MUGI-MRI: Enhancing Breast Cancer Classification through Multiplex Graph Neural Networks in DCE-MRI
- Autori: Ceccarelli F.; Prinzi F.; Lio P.; Vitabile S.; Holden S.B.
- Anno di pubblicazione: 2024
- Tipologia: Contributo in atti di convegno pubblicato in volume
- Parole Chiave: Breast Cancer; Graph Neural Network; MRI; Multiplex Network; Radiomics
- OA Link: http://hdl.handle.net/10447/668466
Abstract
Dynamic Contrast-Enhanced Magnetic Resonance Imaging (DCE-MRI) involves acquiring a sequence of MRIs during the administration of a contrast agent. Radiologists then aim to discern the contrast uptake differences between malignant and benign lesions for tumor classification. Regrettably, existing literature underutilizes the temporal structure inherent to DCEMRI time series, leading to tumor classifications based on individual instants rather than entire sequences. This research introduces two Graph Neural Network (GNN)-based methods designed to aggregate information from multiple instants within the DCE-MRI sequence. Each lesion undergoes manual segmentation, and radiomic features are individually extracted from each time instant of the DCE-MRI sequence.

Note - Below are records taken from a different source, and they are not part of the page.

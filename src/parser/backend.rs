//! PDF backend abstraction layer.
//!
//! Provides a trait-based interface for PDF operations, isolating
//! the concrete PDF library (lopdf) from run extraction.

use std::collections::{BTreeMap, HashMap};

use lopdf::{Document as LopdfDocument, Object};

use crate::error::{Error, Result};

/// Page identifier: (object number, generation number).
pub type PageId = (u32, u16);

/// A value from a PDF content stream operand.
#[derive(Debug, Clone)]
pub enum PdfValue {
    Integer(i64),
    Real(f32),
    Name(Vec<u8>),
    Str(Vec<u8>),
    Array(Vec<PdfValue>),
    Other,
}

impl PdfValue {
    /// Numeric value, if this operand is a number.
    pub fn as_number(&self) -> Option<f32> {
        match self {
            PdfValue::Integer(i) => Some(*i as f32),
            PdfValue::Real(r) => Some(*r),
            _ => None,
        }
    }
}

/// A single operation from a PDF content stream.
#[derive(Debug, Clone)]
pub struct ContentOp {
    pub operator: String,
    pub operands: Vec<PdfValue>,
}

impl ContentOp {
    /// Numeric operand at `idx`, or `default` when missing or not a number.
    pub fn number(&self, idx: usize, default: f32) -> f32 {
        self.operands
            .get(idx)
            .and_then(PdfValue::as_number)
            .unwrap_or(default)
    }
}

/// Glyph width used when a font carries no width table (1/1000 em).
pub const FALLBACK_GLYPH_WIDTH: f32 = 500.0;

/// Horizontal glyph advances for one font, in 1/1000 text space units.
#[derive(Debug, Clone, PartialEq)]
pub struct FontMetrics {
    /// Character codes are two bytes wide (Type0 / CID fonts).
    pub two_byte: bool,
    /// First code covered by `widths` (simple fonts).
    pub first_char: u32,
    /// `/Widths` array of a simple font.
    pub widths: Vec<f32>,
    /// Per-CID widths from a descendant font's `/W` array.
    pub cid_widths: HashMap<u32, f32>,
    /// Width for codes not covered above.
    pub default_width: f32,
}

impl Default for FontMetrics {
    fn default() -> Self {
        Self {
            two_byte: false,
            first_char: 0,
            widths: Vec::new(),
            cid_widths: HashMap::new(),
            default_width: FALLBACK_GLYPH_WIDTH,
        }
    }
}

impl FontMetrics {
    /// Split a string operand into character codes.
    pub fn codes(&self, bytes: &[u8]) -> Vec<u32> {
        if self.two_byte {
            bytes
                .chunks(2)
                .map(|c| c.iter().fold(0u32, |acc, &b| (acc << 8) | b as u32))
                .collect()
        } else {
            bytes.iter().map(|&b| b as u32).collect()
        }
    }

    /// Advance width of one code.
    pub fn width(&self, code: u32) -> f32 {
        if let Some(w) = self.cid_widths.get(&code) {
            return *w;
        }
        code.checked_sub(self.first_char)
            .and_then(|i| self.widths.get(i as usize))
            .copied()
            .unwrap_or(self.default_width)
    }
}

/// Abstract interface for PDF document access.
pub trait PdfBackend {
    /// Return all pages as (page_number → PageId).
    fn pages(&self) -> BTreeMap<u32, PageId>;

    /// Return the raw (decompressed) content stream bytes for a page.
    /// A page without a content stream yields an empty buffer.
    fn page_content(&self, page: PageId) -> Result<Vec<u8>>;

    /// Parse raw content stream bytes into a sequence of operations.
    fn decode_content(&self, data: &[u8]) -> Result<Vec<ContentOp>>;

    /// Decode a text byte sequence using the font's encoding on the given page.
    /// Falls back to simple decoding if the font or encoding is unavailable.
    fn decode_text(&self, page: PageId, font_name: &[u8], bytes: &[u8]) -> String;

    /// Glyph widths of a font on the given page. `None` makes run
    /// extraction estimate advances from the decoded text instead.
    fn font_metrics(&self, _page: PageId, _font_name: &[u8]) -> Option<FontMetrics> {
        None
    }
}

/// Simple text decoding fallback when no encoding is available.
pub fn decode_text_simple(bytes: &[u8]) -> String {
    // UTF-16BE with BOM
    if bytes.len() >= 2 && bytes[0] == 0xFE && bytes[1] == 0xFF {
        let utf16: Vec<u16> = bytes[2..]
            .chunks_exact(2)
            .map(|c| u16::from_be_bytes([c[0], c[1]]))
            .collect();
        return String::from_utf16_lossy(&utf16);
    }

    if let Ok(s) = std::str::from_utf8(bytes) {
        return s.to_string();
    }

    // Latin-1
    bytes.iter().map(|&b| b as char).collect()
}

/// Concrete [`PdfBackend`] backed by `lopdf::Document`.
pub struct LopdfBackend {
    doc: LopdfDocument,
}

impl LopdfBackend {
    /// Load from an in-memory byte slice.
    ///
    /// Anything lopdf cannot make sense of, including encrypted files, is
    /// reported as [`Error::CorruptDocument`].
    pub fn load_bytes(data: &[u8]) -> Result<Self> {
        let doc = LopdfDocument::load_mem(data)
            .map_err(|e| Error::CorruptDocument(e.to_string()))?;

        if doc.is_encrypted() {
            return Err(Error::CorruptDocument(
                "encrypted documents are not supported".to_string(),
            ));
        }

        Ok(Self { doc })
    }

    /// Get PDF version string.
    pub fn version(&self) -> String {
        self.doc.version.to_string()
    }

    fn stream_bytes(&self, id: lopdf::ObjectId) -> Result<Vec<u8>> {
        match self.doc.get_object(id) {
            Ok(Object::Stream(s)) => Ok(s
                .decompressed_content()
                .unwrap_or_else(|_| s.content.clone())),
            Ok(_) => Err(Error::CorruptDocument(
                "content reference is not a stream".to_string(),
            )),
            Err(e) => Err(Error::CorruptDocument(e.to_string())),
        }
    }

    fn concat_streams(&self, parts: &[Object]) -> Result<Vec<u8>> {
        let mut content = Vec::new();
        for obj in parts {
            if let Object::Reference(r) = obj {
                content.extend_from_slice(&self.stream_bytes(*r)?);
                content.push(b' ');
            }
        }
        Ok(content)
    }

    /// Follow a reference, leaving direct objects untouched.
    fn resolve<'a>(&'a self, obj: &'a Object) -> &'a Object {
        match obj {
            Object::Reference(id) => self.doc.get_object(*id).unwrap_or(obj),
            _ => obj,
        }
    }

    fn numbers(&self, obj: &Object) -> Vec<f32> {
        match self.resolve(obj) {
            Object::Array(arr) => arr
                .iter()
                .filter_map(|o| convert_object(self.resolve(o)).as_number())
                .collect(),
            _ => Vec::new(),
        }
    }

    fn number(&self, dict: &lopdf::Dictionary, key: &[u8]) -> Option<f32> {
        dict.get(key)
            .ok()
            .and_then(|o| convert_object(self.resolve(o)).as_number())
    }

    /// Parse a CID font `/W` array: `c [w1 w2 ...]` or `cfirst clast w`.
    fn cid_widths(&self, obj: &Object) -> HashMap<u32, f32> {
        let mut widths = HashMap::new();
        let items = match self.resolve(obj) {
            Object::Array(arr) => arr,
            _ => return widths,
        };

        let mut i = 0;
        while i < items.len() {
            let first = match convert_object(self.resolve(&items[i])).as_number() {
                Some(n) if n >= 0.0 => n as u32,
                _ => break,
            };
            match items.get(i + 1).map(|o| self.resolve(o)) {
                Some(Object::Array(list)) => {
                    for (offset, w) in list.iter().enumerate() {
                        if let Some(w) = convert_object(self.resolve(w)).as_number() {
                            widths.insert(first + offset as u32, w);
                        }
                    }
                    i += 2;
                }
                Some(last) => {
                    let last = convert_object(last).as_number();
                    let w = items
                        .get(i + 2)
                        .and_then(|o| convert_object(self.resolve(o)).as_number());
                    match (last, w) {
                        (Some(last), Some(w)) if last >= first as f32 => {
                            for code in first..=last as u32 {
                                widths.insert(code, w);
                            }
                        }
                        _ => break,
                    }
                    i += 3;
                }
                None => break,
            }
        }
        widths
    }
}

impl PdfBackend for LopdfBackend {
    fn pages(&self) -> BTreeMap<u32, PageId> {
        self.doc.get_pages()
    }

    fn page_content(&self, page_id: PageId) -> Result<Vec<u8>> {
        let page_dict = self.doc.get_dictionary(page_id)?;

        let contents = match page_dict.get(b"Contents") {
            Ok(c) => c,
            Err(_) => return Ok(Vec::new()),
        };

        match contents {
            Object::Reference(r) => match self.doc.get_object(*r) {
                // Some writers point Contents at an array object.
                Ok(Object::Array(arr)) => self.concat_streams(arr),
                _ => self.stream_bytes(*r),
            },
            Object::Array(arr) => self.concat_streams(arr),
            _ => Err(Error::CorruptDocument("invalid content stream".to_string())),
        }
    }

    fn decode_content(&self, data: &[u8]) -> Result<Vec<ContentOp>> {
        let content = lopdf::content::Content::decode(data)?;

        Ok(content
            .operations
            .into_iter()
            .map(|op| ContentOp {
                operator: op.operator,
                operands: op.operands.iter().map(convert_object).collect(),
            })
            .collect())
    }

    fn decode_text(&self, page: PageId, font_name: &[u8], bytes: &[u8]) -> String {
        if let Ok(fonts) = self.doc.get_page_fonts(page) {
            if let Some(font_dict) = fonts.get(font_name) {
                if let Ok(enc) = font_dict.get_font_encoding(&self.doc) {
                    if let Ok(text) = LopdfDocument::decode_text(&enc, bytes) {
                        return text;
                    }
                }
            }
        }
        decode_text_simple(bytes)
    }

    fn font_metrics(&self, page: PageId, font_name: &[u8]) -> Option<FontMetrics> {
        let fonts = self.doc.get_page_fonts(page).ok()?;
        let font = fonts.get(font_name)?;

        let is_type0 = matches!(font.get(b"Subtype"), Ok(Object::Name(n)) if n.as_slice() == b"Type0");
        if is_type0 {
            let descendant = font
                .get(b"DescendantFonts")
                .ok()
                .map(|o| self.resolve(o))
                .and_then(|o| match o {
                    Object::Array(arr) => arr.first().map(|d| self.resolve(d)),
                    _ => None,
                })
                .and_then(|o| o.as_dict().ok());

            let mut metrics = FontMetrics {
                two_byte: true,
                default_width: 1000.0,
                ..FontMetrics::default()
            };
            if let Some(cid_font) = descendant {
                if let Some(dw) = self.number(cid_font, b"DW") {
                    metrics.default_width = dw;
                }
                if let Ok(w) = cid_font.get(b"W") {
                    metrics.cid_widths = self.cid_widths(w);
                }
            }
            return Some(metrics);
        }

        let widths = font.get(b"Widths").map(|w| self.numbers(w)).ok()?;
        if widths.is_empty() {
            return None;
        }
        let missing = font
            .get(b"FontDescriptor")
            .ok()
            .and_then(|d| self.resolve(d).as_dict().ok())
            .and_then(|d| self.number(d, b"MissingWidth"));

        Some(FontMetrics {
            two_byte: false,
            first_char: self.number(font, b"FirstChar").unwrap_or(0.0).max(0.0) as u32,
            widths,
            cid_widths: HashMap::new(),
            default_width: missing.unwrap_or(FALLBACK_GLYPH_WIDTH),
        })
    }
}

/// Convert a `lopdf::Object` to [`PdfValue`].
fn convert_object(obj: &Object) -> PdfValue {
    match obj {
        Object::Integer(i) => PdfValue::Integer(*i),
        Object::Real(r) => PdfValue::Real(*r),
        Object::Name(n) => PdfValue::Name(n.clone()),
        Object::String(b, _) => PdfValue::Str(b.clone()),
        Object::Array(arr) => PdfValue::Array(arr.iter().map(convert_object).collect()),
        _ => PdfValue::Other,
    }
}

#[cfg(test)]
mod tests {
    use super::*;

    #[test]
    fn test_decode_text_simple_utf8() {
        assert_eq!(decode_text_simple("مرحبا".as_bytes()), "مرحبا");
    }

    #[test]
    fn test_decode_text_simple_latin1() {
        // 0xE9 = 'é' in Latin-1
        let bytes = vec![0x48, 0x65, 0x6C, 0x6C, 0xE9];
        assert_eq!(decode_text_simple(&bytes), "Hellé");
    }

    #[test]
    fn test_decode_text_simple_utf16be() {
        // BOM + U+0628 U+0643 ("بك")
        let bytes = vec![0xFE, 0xFF, 0x06, 0x28, 0x06, 0x43];
        assert_eq!(decode_text_simple(&bytes), "بك");
    }

    #[test]
    fn test_content_op_number() {
        let op = ContentOp {
            operator: "Td".to_string(),
            operands: vec![PdfValue::Integer(42), PdfValue::Real(3.5), PdfValue::Other],
        };
        assert_eq!(op.number(0, 0.0), 42.0);
        assert_eq!(op.number(1, 0.0), 3.5);
        assert_eq!(op.number(2, 7.0), 7.0);
        assert_eq!(op.number(9, 1.0), 1.0);
    }

    #[test]
    fn test_font_metrics_simple_widths() {
        let metrics = FontMetrics {
            first_char: 32,
            widths: vec![250.0, 333.0],
            ..FontMetrics::default()
        };
        assert_eq!(metrics.codes(b" !"), vec![32, 33]);
        assert_eq!(metrics.width(33), 333.0);
        assert_eq!(metrics.width(10), FALLBACK_GLYPH_WIDTH);
    }

    #[test]
    fn test_font_metrics_two_byte_codes() {
        let metrics = FontMetrics {
            two_byte: true,
            cid_widths: HashMap::from([(0x0102, 600.0)]),
            default_width: 1000.0,
            ..FontMetrics::default()
        };
        assert_eq!(metrics.codes(&[0x01, 0x02, 0x00, 0x05]), vec![0x0102, 0x0005]);
        assert_eq!(metrics.width(0x0102), 600.0);
        assert_eq!(metrics.width(0x0005), 1000.0);
    }

    #[test]
    fn test_load_garbage_is_corrupt() {
        let result = LopdfBackend::load_bytes(b"%PDF-1.4\nthis is not a pdf");
        assert!(matches!(result, Err(Error::CorruptDocument(_))));
    }
}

Two graph construction methodologies are proposed: (i) a fully connected graph topology, aiming to represent each temporal instant as a node in a graph; (ii) a multiplex network, named MUGI-MRI (MUltiplex Graph neural network for Integration of MRI), where each layer identifies an instant of the DCE-MRI sequence. MUGI-MRI achieves an AUROC of 0.8017 ± 0.1146, showcasing promising performance in lesion classification. In addition to improving upon current state-of-the-art, the integration capability of MUGIMRI addresses the problem of imbalance between sensitivity and specificity, which affects numerous studies in the realm of DCE-MRI. Our findings strongly indicate that the aggregation of information across all time instants is pivotal for enhancing the diagnostic process, and vastly superior to a simplistic instant-wise analysis. While applied to MRI sequences, our approach can be extended to general problems of multimodal data integration.